#### TASK DESCRIPTION:
Check each line of the data for "Parser" and select those that have it.
════
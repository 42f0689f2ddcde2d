use anyhow::{Context, Result};
use clap::{Parser, Subcommand};
use std::path::PathBuf;

use docsite::config::{Config, FeedSource};
use docsite::feeds::{FeedData, FeedFetcher};
use docsite::nav::Transition;
use docsite::page::{Location, PageLoad};
use docsite::planet::PLANET_ID;
use docsite::search::{self, MODE_GROUP, QUERY_ID};
use docsite::StaticPage;

/// Minimal page carrying every element the site behaviors expect.
const BLANK_PAGE: &str = r#"<html><body id="body">
<div id="home"></div><div id="jumplinks"></div>
<div id="search"><form id="simplesearch">
<input id="searchq" type="text">
<span id="advancedsearch">
<input type="radio" name="what" value="website" checked>
<input type="radio" name="what" value="wiki">
<input type="radio" name="what" value="devs">
<input type="radio" name="what" value="users">
<input type="radio" name="what" value="lists">
</span></form></div>
<div id="planet"></div>
</body></html>"#;

#[derive(Parser)]
#[command(
    name = "docsite",
    about = "Planet feed, search dispatch and nav behaviors of the libvirt docs site",
    version
)]
struct Cli {
    /// Config file (defaults to <config dir>/docsite/config.toml).
    #[arg(short, long)]
    config: Option<PathBuf>,

    /// Log level used when RUST_LOG is unset.
    #[arg(long, default_value = "warn")]
    log_level: String,

    #[command(subcommand)]
    command: Commands,
}

#[derive(Subcommand)]
enum Commands {
    /// Fetch the planet feed and print the latest entries.
    Feed {
        /// Where to read the feed from (proxy or atom).
        #[arg(long)]
        source: Option<String>,

        /// Number of entries to show.
        #[arg(short = 'n', long)]
        limit: Option<usize>,

        /// Print the rendered <dl> instead of text.
        #[arg(long)]
        html: bool,
    },

    /// Build the outgoing search for a query.
    Search {
        query: String,

        /// Search mode: website, wiki, devs, users or lists.
        #[arg(short, long)]
        what: Option<String>,

        /// Open the result in the browser.
        #[arg(long)]
        open: bool,

        /// Print the synthesized form instead of the URL.
        #[arg(long)]
        form: bool,
    },

    /// Replay scroll offsets and print each nav state change.
    Scroll {
        #[arg(required = true, allow_negative_numbers = true)]
        offsets: Vec<i64>,

        /// Page markup to scroll (defaults to a blank site page).
        #[arg(long)]
        page: Option<PathBuf>,
    },

    /// Run the page-load sequence against a page file.
    Page {
        file: PathBuf,

        /// Location the page is served from (defaults to the file itself).
        #[arg(long)]
        location: Option<String>,
    },
}

#[tokio::main]
async fn main() -> Result<()> {
    let cli = Cli::parse();

    let filter = tracing_subscriber::EnvFilter::try_from_default_env()
        .unwrap_or_else(|_| tracing_subscriber::EnvFilter::new(&cli.log_level));

    tracing_subscriber::fmt()
        .with_env_filter(filter)
        .with_writer(std::io::stderr)
        .init();

    let mut config = Config::load(cli.config.as_deref())?;

    match cli.command {
        Commands::Feed {
            source,
            limit,
            html,
        } => {
            if let Some(source) = source {
                config.feed.source = match source.as_str() {
                    "proxy" => FeedSource::Proxy,
                    "atom" => FeedSource::Atom,
                    other => anyhow::bail!("unknown feed source `{}`", other),
                };
            }
            if let Some(limit) = limit {
                config.feed.max_entries = limit;
            }

            let data = config.create_fetcher().fetch().await?;
            let planet = config.planet();
            match &data {
                FeedData::Unavailable { status } => {
                    eprintln!("Feed unavailable (status {})", status);
                }
                FeedData::Entries(_) if html => {
                    if let Some(markup) = planet.render(&data) {
                        println!("{}", markup);
                    }
                }
                FeedData::Entries(entries) => {
                    print!("{}", planet.render_text(entries, 80));
                }
            }
        }
        Commands::Search {
            query,
            what,
            open,
            form,
        } => {
            let mut page = StaticPage::parse(BLANK_PAGE);
            page.set_input_value(QUERY_ID, &query)?;
            if let Some(what) = what {
                if !page.check_radio(MODE_GROUP, &what) {
                    anyhow::bail!("unknown search mode `{}`", what);
                }
            }

            let request = config.dispatcher()?.dispatch(&page)?;
            if form {
                println!("{}", request.form_html());
            } else if open {
                search::open_in_browser(&request)?;
            } else {
                match request.url() {
                    Some(url) => println!("{}", url),
                    None => anyhow::bail!("no search target configured for this mode"),
                }
            }
        }
        Commands::Scroll { offsets, page } => {
            let markup = match page {
                Some(path) => std::fs::read_to_string(&path)
                    .with_context(|| format!("reading {}", path.display()))?,
                None => BLANK_PAGE.to_string(),
            };
            let mut page = StaticPage::parse(&markup);
            let nav = config.scroll_shrink();

            for offset in offsets {
                match nav.on_scroll(&mut page, offset)? {
                    Transition::Changed(state) => println!("{:>6}  {:?}", offset, state),
                    Transition::Unchanged(state) => {
                        println!("{:>6}  {:?} (unchanged)", offset, state)
                    }
                }
            }
        }
        Commands::Page { file, location } => {
            let markup = std::fs::read_to_string(&file)
                .with_context(|| format!("reading {}", file.display()))?;
            let location = match location {
                Some(loc) => Location::parse(&loc)?,
                None => {
                    let path = std::fs::canonicalize(&file)?;
                    let url = url::Url::from_file_path(&path)
                        .map_err(|_| anyhow::anyhow!("cannot make a URL of {}", path.display()))?;
                    Location::from_url(&url)
                }
            };

            let mut page = StaticPage::parse(&markup);
            let fetcher = config.create_fetcher();
            let load = PageLoad::from_config(&config)?;
            let (report, _handlers) = load.run(&mut page, &location, fetcher.as_ref()).await?;

            println!("feed requested: {}", report.feed_requested);
            match report.entries_shown {
                Some(n) => {
                    println!("entries shown:  {}", n);
                    println!("{}", page.appended_html(PLANET_ID)?);
                }
                None => println!("entries shown:  none"),
            }
        }
    }

    Ok(())
}
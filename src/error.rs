use std::path::PathBuf;
use thiserror::Error;

#[derive(Debug, Error)]
pub enum DomError {
    #[error("no element with id `{0}`")]
    MissingElement(String),
}

#[derive(Debug, Error)]
pub enum ConfigError {
    #[error("failed to read config file {path}: {source}")]
    Read {
        path: PathBuf,
        #[source]
        source: std::io::Error,
    },

    #[error("invalid config file {path}: {source}")]
    Parse {
        path: PathBuf,
        #[source]
        source: toml::de::Error,
    },

    #[error("unknown search mode `{0}`")]
    UnknownMode(String),

    #[error("invalid search target url `{url}`: {source}")]
    BadTarget {
        url: String,
        #[source]
        source: url::ParseError,
    },
}

#[derive(Debug, Error)]
pub enum SiteError {
    #[error(transparent)]
    Dom(#[from] DomError),

    #[error(transparent)]
    Config(#[from] ConfigError),

    #[error("invalid page location `{0}`")]
    BadLocation(String),
}
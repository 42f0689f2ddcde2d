use crate::error::ConfigError;
use crate::feeds::atom::AtomFetcher;
use crate::feeds::proxy::{self, ProxyFetcher};
use crate::feeds::FeedFetcher;
use crate::nav::{ScrollShrink, SHRINK_THRESHOLD};
use crate::planet::{Planet, MAX_ENTRIES};
use crate::search::{ModeTable, ModeTarget, SearchDispatcher, SearchMode, TablePreset};
use serde::Deserialize;
use std::path::{Path, PathBuf};
use std::time::Duration;

#[derive(Debug, Clone, Default, Deserialize)]
#[serde(default)]
pub struct Config {
    pub feed: FeedConfig,
    pub nav: NavConfig,
    pub search: SearchConfig,
}

#[derive(Debug, Clone, Copy, Default, PartialEq, Eq, Deserialize)]
#[serde(rename_all = "lowercase")]
pub enum FeedSource {
    #[default]
    Proxy,
    Atom,
}

#[derive(Debug, Clone, Deserialize)]
#[serde(default)]
pub struct FeedConfig {
    pub source: FeedSource,
    pub proxy_url: String,
    pub feed_url: String,
    pub callback: String,
    pub max_entries: usize,
    pub timeout_secs: u64,
}

impl Default for FeedConfig {
    fn default() -> Self {
        Self {
            source: FeedSource::Proxy,
            proxy_url: proxy::DEFAULT_PROXY_URL.to_string(),
            feed_url: proxy::DEFAULT_FEED_URL.to_string(),
            callback: proxy::DEFAULT_CALLBACK.to_string(),
            max_entries: MAX_ENTRIES,
            timeout_secs: proxy::DEFAULT_TIMEOUT.as_secs(),
        }
    }
}

#[derive(Debug, Clone, Deserialize)]
#[serde(default)]
pub struct NavConfig {
    pub shrink_threshold: i64,
}

impl Default for NavConfig {
    fn default() -> Self {
        Self {
            shrink_threshold: SHRINK_THRESHOLD,
        }
    }
}

#[derive(Debug, Clone, Deserialize)]
#[serde(default)]
pub struct SearchConfig {
    pub preset: TablePreset,
    pub default_mode: SearchMode,
    /// Overrides for individual entries of the preset table.
    pub modes: Vec<ModeConfig>,
    pub disabled: Vec<SearchMode>,
}

impl Default for SearchConfig {
    fn default() -> Self {
        Self {
            preset: TablePreset::FourMode,
            default_mode: SearchMode::Website,
            modes: Vec::new(),
            disabled: Vec::new(),
        }
    }
}

#[derive(Debug, Clone, Deserialize)]
pub struct ModeConfig {
    pub name: SearchMode,
    pub action: String,
    pub field: String,
    #[serde(default)]
    pub prefix: String,
}

impl Config {
    pub fn default_path() -> Option<PathBuf> {
        dirs::config_dir().map(|d| d.join("docsite").join("config.toml"))
    }

    /// Load from `path`, or from the default location when it exists.
    /// With neither, the built-in defaults apply.
    pub fn load(path: Option<&Path>) -> Result<Self, ConfigError> {
        let path = match path {
            Some(p) => p.to_path_buf(),
            None => match Self::default_path() {
                Some(p) if p.exists() => p,
                _ => return Ok(Self::default()),
            },
        };

        let content = std::fs::read_to_string(&path).map_err(|source| ConfigError::Read {
            path: path.clone(),
            source,
        })?;
        toml::from_str(&content).map_err(|source| ConfigError::Parse { path, source })
    }

    pub fn mode_table(&self) -> Result<ModeTable, ConfigError> {
        let mut table = ModeTable::preset(self.search.preset)?;
        for mode in &self.search.modes {
            table.set(
                mode.name,
                ModeTarget::new(&mode.action, &mode.field, &mode.prefix)?,
            );
        }
        for mode in &self.search.disabled {
            table = table.without(*mode);
        }
        Ok(table)
    }

    pub fn dispatcher(&self) -> Result<SearchDispatcher, ConfigError> {
        Ok(SearchDispatcher::new(
            self.mode_table()?,
            self.search.default_mode,
        ))
    }

    pub fn scroll_shrink(&self) -> ScrollShrink {
        ScrollShrink::new(self.nav.shrink_threshold)
    }

    pub fn planet(&self) -> Planet {
        Planet::new(self.feed.max_entries)
    }

    pub fn create_fetcher(&self) -> Box<dyn FeedFetcher> {
        let timeout = Duration::from_secs(self.feed.timeout_secs);
        match self.feed.source {
            FeedSource::Proxy => Box::new(ProxyFetcher::new(
                self.feed.proxy_url.clone(),
                self.feed.feed_url.clone(),
                self.feed.callback.clone(),
                timeout,
            )),
            FeedSource::Atom => Box::new(AtomFetcher::new(self.feed.feed_url.clone(), timeout)),
        }
    }
}

#[cfg(test)]
mod tests {
    use super::*;
    use std::io::Write;

    #[test]
    fn test_defaults() {
        let config = Config::default();
        assert_eq!(config.feed.source, FeedSource::Proxy);
        assert_eq!(config.feed.max_entries, 4);
        assert_eq!(config.feed.timeout_secs, 20);
        assert_eq!(config.nav.shrink_threshold, 94);
        assert_eq!(config.search.default_mode, SearchMode::Website);
        assert_eq!(config.mode_table().unwrap(), ModeTable::libvirt().unwrap());
    }

    #[test]
    fn test_partial_file_keeps_defaults() {
        let config: Config = toml::from_str(
            r#"
            [feed]
            source = "atom"
            max_entries = 2

            [nav]
            shrink_threshold = 40
            "#,
        )
        .unwrap();
        assert_eq!(config.feed.source, FeedSource::Atom);
        assert_eq!(config.feed.max_entries, 2);
        assert_eq!(config.feed.callback, "jsonpRSSFeedCallback");
        assert_eq!(config.nav.shrink_threshold, 40);
    }

    #[test]
    fn test_search_overrides() {
        let config: Config = toml::from_str(
            r#"
            [search]
            default_mode = "wiki"
            disabled = ["devs"]

            [[search.modes]]
            name = "users"
            action = "https://lists.example/search"
            field = "query"
            "#,
        )
        .unwrap();

        let table = config.mode_table().unwrap();
        assert!(table.get(SearchMode::Devs).is_none());
        let users = table.get(SearchMode::Users).unwrap();
        assert_eq!(users.action.as_str(), "https://lists.example/search");
        assert_eq!(users.apply("foo"), "foo");
        assert_eq!(config.search.default_mode, SearchMode::Wiki);
    }

    #[test]
    fn test_three_mode_preset() {
        let config: Config = toml::from_str(
            r#"
            [search]
            preset = "three-mode"
            "#,
        )
        .unwrap();

        let table = config.mode_table().unwrap();
        assert_eq!(table, ModeTable::libvirt_three_mode().unwrap());
        assert_eq!(
            table.modes().collect::<Vec<_>>(),
            vec![SearchMode::Website, SearchMode::Wiki, SearchMode::Lists]
        );
        assert_eq!(
            table.get(SearchMode::Lists).unwrap().apply("foo"),
            "site:redhat.com inurl:/archives/libvir foo"
        );
    }

    #[test]
    fn test_unknown_mode_in_file_is_rejected() {
        let result: Result<Config, _> = toml::from_str(
            r#"
            [search]
            default_mode = "mail"
            "#,
        );
        assert!(result.is_err());
    }

    #[test]
    fn test_load_from_file() {
        let mut file = tempfile::NamedTempFile::new().unwrap();
        writeln!(file, "[feed]\nfeed_url = \"https://planet.example/atom.xml\"").unwrap();

        let config = Config::load(Some(file.path())).unwrap();
        assert_eq!(config.feed.feed_url, "https://planet.example/atom.xml");
    }

    #[test]
    fn test_load_invalid_file() {
        let mut file = tempfile::NamedTempFile::new().unwrap();
        writeln!(file, "[feed\nnot toml").unwrap();
        assert!(matches!(
            Config::load(Some(file.path())),
            Err(ConfigError::Parse { .. })
        ));
    }

    #[test]
    fn test_load_missing_explicit_file() {
        let dir = tempfile::tempdir().unwrap();
        assert!(matches!(
            Config::load(Some(dir.path().join("nope.toml").as_path())),
            Err(ConfigError::Read { .. })
        ));
    }
}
════
#### RESPONSE TO THIS TASK:
use clap::{Parser, Subcommand};
#[derive(Parser)]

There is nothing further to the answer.